A flaw in Cisco IOS and IOS XE Software's PROFINET handling allows an unauthenticated adjacent attacker to cause a device crash and DoS.
Vulnerability
A vulnerability in the PROFINET feature of Cisco IOS Software and Cisco IOS XE Software allows an unauthenticated, adjacent attacker to cause a denial of service (DoS) condition. The issue is due to insufficient processing logic for crafted PROFINET packets. Affected versions include various releases of Cisco IOS and IOS XE Software; refer to the Cisco Security Advisory for specific versions [1].
Exploitation
An attacker needs to be in the adjacent network (same broadcast domain) and send specially crafted PROFINET packets to the affected device. No authentication is required. The attacker simply transmits the malicious packets, which the device processes incorrectly.
Impact
Successful exploitation results in the device crashing and reloading, leading to a denial of service condition. No code execution or data disclosure is reported.
Mitigation
Cisco has released free software updates to address this vulnerability. Customers should upgrade to the fixed versions indicated in the advisory [1]. There may not be a workaround; the advisory should be consulted for details.

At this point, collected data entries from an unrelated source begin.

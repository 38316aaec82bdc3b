use std::collections::HashMap;

use crate::error::CatalogError;

use super::deliverable::{Category, Deliverable, DeliverableId};

/// Identifiers of the built-in deliverables.
pub mod names {
    pub const RGB_PRE_FIRE: &str = "RGB_PRE_FIRE";
    pub const RGB_POST_FIRE: &str = "RGB_POST_FIRE";
    pub const NDVI_PRE_FIRE: &str = "NDVI_PRE_FIRE";
    pub const NDVI_POST_FIRE: &str = "NDVI_POST_FIRE";
    pub const NBR_PRE_FIRE: &str = "NBR_PRE_FIRE";
    pub const NBR_POST_FIRE: &str = "NBR_POST_FIRE";
    pub const DNBR: &str = "DNBR";
    pub const RBR: &str = "RBR";
    pub const DNBR_SEVERITY: &str = "DNBR_SEVERITY";
    pub const RBR_SEVERITY: &str = "RBR_SEVERITY";

    pub const RGB_PRE_FIRE_VISUAL: &str = "RGB_PRE_FIRE_VISUAL";
    pub const RGB_POST_FIRE_VISUAL: &str = "RGB_POST_FIRE_VISUAL";
    pub const DNBR_VISUAL: &str = "DNBR_VISUAL";
    pub const RBR_VISUAL: &str = "RBR_VISUAL";
    pub const DNBR_SEVERITY_VISUAL: &str = "DNBR_SEVERITY_VISUAL";
    pub const RBR_SEVERITY_VISUAL: &str = "RBR_SEVERITY_VISUAL";

    pub const DNBR_AREA_STATISTICS: &str = "DNBR_AREA_STATISTICS";
    pub const RBR_AREA_STATISTICS: &str = "RBR_AREA_STATISTICS";
}

struct PendingEntry {
    name: String,
    category: Category,
    dependencies: Vec<String>,
}

/// Collects deliverable definitions and validates them into a [`DeliverableCatalog`].
#[derive(Default)]
pub struct CatalogBuilder {
    entries: Vec<PendingEntry>,
}

impl CatalogBuilder {
    pub fn new() -> Self {
        Self::default()
    }

    /// Registers a deliverable. Dependencies may reference entries registered later.
    pub fn register(mut self, name: &str, category: Category, dependencies: &[&str]) -> Self {
        self.entries.push(PendingEntry {
            name: canonical(name),
            category,
            dependencies: dependencies.iter().map(|d| canonical(d)).collect(),
        });
        self
    }

    /// Builds the catalog, rejecting duplicates, dangling edges and cycles.
    pub fn build(self) -> Result<DeliverableCatalog, CatalogError> {
        let catalog = self.intern()?;
        validate_acyclic(&catalog)?;
        Ok(catalog)
    }

    /// Builds without the cycle check so resolver safeguards can be exercised.
    #[cfg(test)]
    pub(crate) fn build_unchecked(self) -> Result<DeliverableCatalog, CatalogError> {
        self.intern()
    }

    fn intern(self) -> Result<DeliverableCatalog, CatalogError> {
        let mut by_name = HashMap::with_capacity(self.entries.len());
        for (index, entry) in self.entries.iter().enumerate() {
            if by_name
                .insert(entry.name.clone(), DeliverableId::from_index(index))
                .is_some()
            {
                return Err(CatalogError::DuplicateDeliverable(entry.name.clone()));
            }
        }

        let mut entries = Vec::with_capacity(self.entries.len());
        for (index, entry) in self.entries.into_iter().enumerate() {
            let mut dependencies = Vec::with_capacity(entry.dependencies.len());
            for dependency in &entry.dependencies {
                let id = by_name.get(dependency).copied().ok_or_else(|| {
                    CatalogError::DanglingDependency {
                        deliverable: entry.name.clone(),
                        dependency: dependency.clone(),
                    }
                })?;
                dependencies.push(id);
            }
            entries.push(Deliverable {
                id: DeliverableId::from_index(index),
                name: entry.name,
                category: entry.category,
                dependencies,
            });
        }

        Ok(DeliverableCatalog { entries, by_name })
    }
}

/// Read-only registry of deliverables, shared by every pipeline in the process.
#[derive(Debug, Clone)]
pub struct DeliverableCatalog {
    entries: Vec<Deliverable>,
    by_name: HashMap<String, DeliverableId>,
}

impl DeliverableCatalog {
    pub fn builder() -> CatalogBuilder {
        CatalogBuilder::new()
    }

    /// The built-in burn-severity catalog.
    ///
    /// Visual and statistic products are evaluated lazily by the compute
    /// backend from the request windows, so none of them depends on a
    /// scientific export.
    pub fn standard() -> Result<Self, CatalogError> {
        use names::*;
        use Category::{Scientific, Statistic, Visual};

        CatalogBuilder::new()
            .register(RGB_PRE_FIRE, Scientific, &[])
            .register(RGB_POST_FIRE, Scientific, &[])
            .register(NDVI_PRE_FIRE, Scientific, &[])
            .register(NDVI_POST_FIRE, Scientific, &[])
            .register(NBR_PRE_FIRE, Scientific, &[])
            .register(NBR_POST_FIRE, Scientific, &[])
            .register(DNBR, Scientific, &[NBR_PRE_FIRE, NBR_POST_FIRE])
            .register(RBR, Scientific, &[DNBR, NBR_PRE_FIRE])
            .register(DNBR_SEVERITY, Scientific, &[DNBR])
            .register(RBR_SEVERITY, Scientific, &[RBR])
            .register(RGB_PRE_FIRE_VISUAL, Visual, &[])
            .register(RGB_POST_FIRE_VISUAL, Visual, &[])
            .register(DNBR_VISUAL, Visual, &[])
            .register(RBR_VISUAL, Visual, &[])
            .register(DNBR_SEVERITY_VISUAL, Visual, &[])
            .register(RBR_SEVERITY_VISUAL, Visual, &[])
            .register(DNBR_AREA_STATISTICS, Statistic, &[])
            .register(RBR_AREA_STATISTICS, Statistic, &[])
            .build()
    }

    /// Looks up an identifier (case-insensitive).
    pub fn lookup(&self, name: &str) -> Result<DeliverableId, CatalogError> {
        self.by_name
            .get(&canonical(name))
            .copied()
            .ok_or_else(|| CatalogError::UnknownDeliverable(name.trim().to_string()))
    }

    /// Returns the entry for an id issued by this catalog.
    pub fn get(&self, id: DeliverableId) -> &Deliverable {
        &self.entries[id.index()]
    }

    pub fn name_of(&self, id: DeliverableId) -> &str {
        &self.get(id).name
    }

    pub fn dependencies_of(&self, name: &str) -> Result<Vec<&str>, CatalogError> {
        let id = self.lookup(name)?;
        Ok(self
            .get(id)
            .dependencies
            .iter()
            .map(|dep| self.name_of(*dep))
            .collect())
    }

    pub fn category_of(&self, name: &str) -> Result<Category, CatalogError> {
        let id = self.lookup(name)?;
        Ok(self.get(id).category)
    }

    /// All identifiers in registration order.
    pub fn all_identifiers(&self) -> Vec<&str> {
        self.entries.iter().map(|e| e.name.as_str()).collect()
    }

    pub fn deliverables(&self) -> &[Deliverable] {
        &self.entries
    }

    pub fn len(&self) -> usize {
        self.entries.len()
    }

    pub fn is_empty(&self) -> bool {
        self.entries.is_empty()
    }
}

fn canonical(name: &str) -> String {
    name.trim().to_ascii_uppercase()
}

#[derive(Clone, Copy, PartialEq, Eq)]
enum Mark {
    Unvisited,
    InProgress,
    Done,
}

fn validate_acyclic(catalog: &DeliverableCatalog) -> Result<(), CatalogError> {
    let mut marks = vec![Mark::Unvisited; catalog.len()];
    let mut path = Vec::new();
    for entry in catalog.deliverables() {
        visit(catalog, entry.id, &mut marks, &mut path)?;
    }
    Ok(())
}

fn visit(
    catalog: &DeliverableCatalog,
    id: DeliverableId,
    marks: &mut [Mark],
    path: &mut Vec<DeliverableId>,
) -> Result<(), CatalogError> {
    match marks[id.index()] {
        Mark::Done => return Ok(()),
        Mark::InProgress => {
            let start = path.iter().position(|p| *p == id).unwrap_or(0);
            let mut cycle: Vec<String> = path[start..]
                .iter()
                .map(|p| catalog.name_of(*p).to_string())
                .collect();
            cycle.push(catalog.name_of(id).to_string());
            return Err(CatalogError::CyclicDependency { cycle });
        }
        Mark::Unvisited => {}
    }

    marks[id.index()] = Mark::InProgress;
    path.push(id);
    for dependency in catalog.get(id).dependencies() {
        visit(catalog, *dependency, marks, path)?;
    }
    path.pop();
    marks[id.index()] = Mark::Done;
    Ok(())
}
//! Shared test utilities for fireplan integration tests.
//!
//! This module provides:
//! - `TestHarness` for temp files and a scripted compute backend
//! - Builder patterns for requests and presets

pub mod builders;
pub mod harness;

pub use builders::*;
pub use harness::{ScriptedProvider, TestHarness};
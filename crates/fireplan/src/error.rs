use std::path::PathBuf;
use std::time::Duration;

use chrono::NaiveDate;
use thiserror::Error;

use crate::monitor::job::{JobHandle, JobState};

#[derive(Error, Debug)]
pub enum FireplanError {
    #[error("Catalog error: {0}")]
    Catalog(#[from] CatalogError),

    #[error("Input error: {0}")]
    Input(#[from] InputError),

    #[error("Remote error: {0}")]
    Remote(#[from] RemoteError),

    #[error("Monitor error: {0}")]
    Monitor(#[from] MonitorError),

    #[error("Preset error: {0}")]
    Preset(#[from] PresetError),

    #[error("Configuration error: {0}")]
    Config(#[from] ConfigError),

    #[error("Pipeline error: {0}")]
    Pipeline(#[from] crate::pipeline::PipelineError),

    #[error("Secret error: {0}")]
    Secret(#[from] crate::secrets::SecretError),
}

/// Problems with deliverable definitions or with identifiers that reference them.
#[derive(Error, Debug, Clone, PartialEq, Eq)]
pub enum CatalogError {
    #[error("Unknown deliverable '{0}'")]
    UnknownDeliverable(String),

    #[error("Deliverable '{deliverable}' depends on unregistered deliverable '{dependency}'")]
    DanglingDependency {
        deliverable: String,
        dependency: String,
    },

    #[error("Cyclic dependency: {}", .cycle.join(" -> "))]
    CyclicDependency { cycle: Vec<String> },

    #[error("Deliverable '{0}' is registered more than once")]
    DuplicateDeliverable(String),
}

/// Invalid caller input, detected before anything is sent to the compute backend.
#[derive(Error, Debug)]
pub enum InputError {
    #[error("Invalid date for '{field}': '{value}' (expected YYYY-MM-DD)")]
    InvalidDate { field: String, value: String },

    #[error("Date arithmetic for '{field}' left the supported calendar range")]
    DateOutOfRange { field: String },

    #[error("Date window '{field}' is empty: {start} is after {end}")]
    EmptyWindow {
        field: String,
        start: NaiveDate,
        end: NaiveDate,
    },

    #[error(
        "Post-fire window must start after the pre-fire window ends \
         (pre-fire ends {pre_end}, post-fire starts {post_start})"
    )]
    WindowOrder {
        pre_end: NaiveDate,
        post_start: NaiveDate,
    },

    #[error("Fire start date {start} is after fire end date {end}")]
    FireDatesReversed { start: NaiveDate, end: NaiveDate },

    #[error("Days before/after must be at least 1, got {0}")]
    InvalidBuffer(u32),

    #[error("Invalid region of interest: {reason}")]
    InvalidRegion { reason: String },

    #[error("Failed to read region file '{path}': {source}")]
    ReadRegion {
        path: PathBuf,
        #[source]
        source: std::io::Error,
    },

    #[error("Cloud threshold must be between 0 and 100, got {0}")]
    InvalidCloudThreshold(u8),

    #[error("Unknown mosaic strategy '{0}'")]
    UnknownMosaicStrategy(String),

    #[error("No deliverables requested")]
    NoDeliverables,

    #[error("Missing required input: {0}")]
    MissingArgument(String),
}

/// Failures reported by (or while reaching) the external compute capability.
#[derive(Error, Debug, Clone, PartialEq, Eq)]
pub enum RemoteError {
    #[error("Compute backend unavailable: {0}")]
    Unavailable(String),

    #[error("Compute backend rejected the region of interest: {0}")]
    InvalidRegion(String),

    #[error("Task '{0}' not found on the compute backend")]
    UnknownJob(String),

    #[error("Unexpected response from compute backend: {0}")]
    UnexpectedResponse(String),
}

/// Job-lifecycle failures, surfaced only while monitoring a job handle.
#[derive(Error, Debug)]
pub enum MonitorError {
    #[error("Job {handle} ended in state {state}: {detail}")]
    RemoteJobFailed {
        handle: JobHandle,
        state: JobState,
        detail: String,
    },

    #[error(
        "Stopped monitoring job {handle} after {waited:?} (last observed state {last_state}); \
         the remote job was left running"
    )]
    Timeout {
        handle: JobHandle,
        waited: Duration,
        last_state: JobState,
    },

    #[error("Job {handle} cannot move from terminal state {from} to {to}")]
    InvalidTransition {
        handle: JobHandle,
        from: JobState,
        to: JobState,
    },

    #[error("Failed to query status of job {handle}: {source}")]
    Remote {
        handle: JobHandle,
        #[source]
        source: RemoteError,
    },

    #[error("Invalid monitor settings: {0}")]
    InvalidSettings(String),
}

#[derive(Error, Debug)]
pub enum PresetError {
    #[error("Unknown preset '{0}'")]
    UnknownPreset(String),

    #[error("Preset '{0}' is defined more than once")]
    DuplicatePreset(String),

    #[error("Preset '{0}' declares no runs")]
    EmptyPreset(String),

    #[error("Preset '{preset}', study area '{label}': {source}")]
    Input {
        preset: String,
        label: String,
        #[source]
        source: InputError,
    },

    #[error("Preset '{preset}', study area '{label}': {source}")]
    Catalog {
        preset: String,
        label: String,
        #[source]
        source: CatalogError,
    },

    #[error(
        "Preset '{preset}', study area '{label}': deliverable '{deliverable}' would submit an \
         export job in visual and statistics mode"
    )]
    ScientificDependency {
        preset: String,
        label: String,
        deliverable: String,
    },
}

#[derive(Error, Debug)]
pub enum ConfigError {
    #[error("Failed to read config file '{path}': {source}")]
    ReadFile {
        path: PathBuf,
        #[source]
        source: std::io::Error,
    },

    #[error("Failed to parse config JSON: {0}")]
    ParseJson(#[from] serde_json::Error),

    #[error("Failed to parse config YAML: {0}")]
    ParseYaml(#[from] serde_yaml::Error),

    #[error("Config validation failed: {message}")]
    Validation { message: String },

    #[error("Schema validation failed: {errors}")]
    SchemaValidation { errors: String },

    #[error("Invalid preset '{name}': {reason}")]
    InvalidPreset { name: String, reason: String },

    #[error("Could not determine the user configuration directory")]
    NoConfigDirectory,
}

pub type Result<T> = std::result::Result<T, FireplanError>;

AI Insight generated on May 26, 2026. Synthesized from this CVE's description and the cited reference URLs; citations are validated against the source bundle.
Affected products
2- Range: n/a
Patches
0No patches discovered yet.
Vulnerability mechanics
No source-code context for this CVE — mechanics is only generated when we can read the actual fix diff. Without that, the four sections (root cause, attack vector, affected code, fix) would be speculation rather than analysis.
References
1- tools.cisco.com/security/center/content/CiscoSecurityAdvisory/cisco-sa-profinet-J9QMCHPBmitrevendor-advisoryx_refsource_CISCO
News mentions
0No linked articles in our index yet.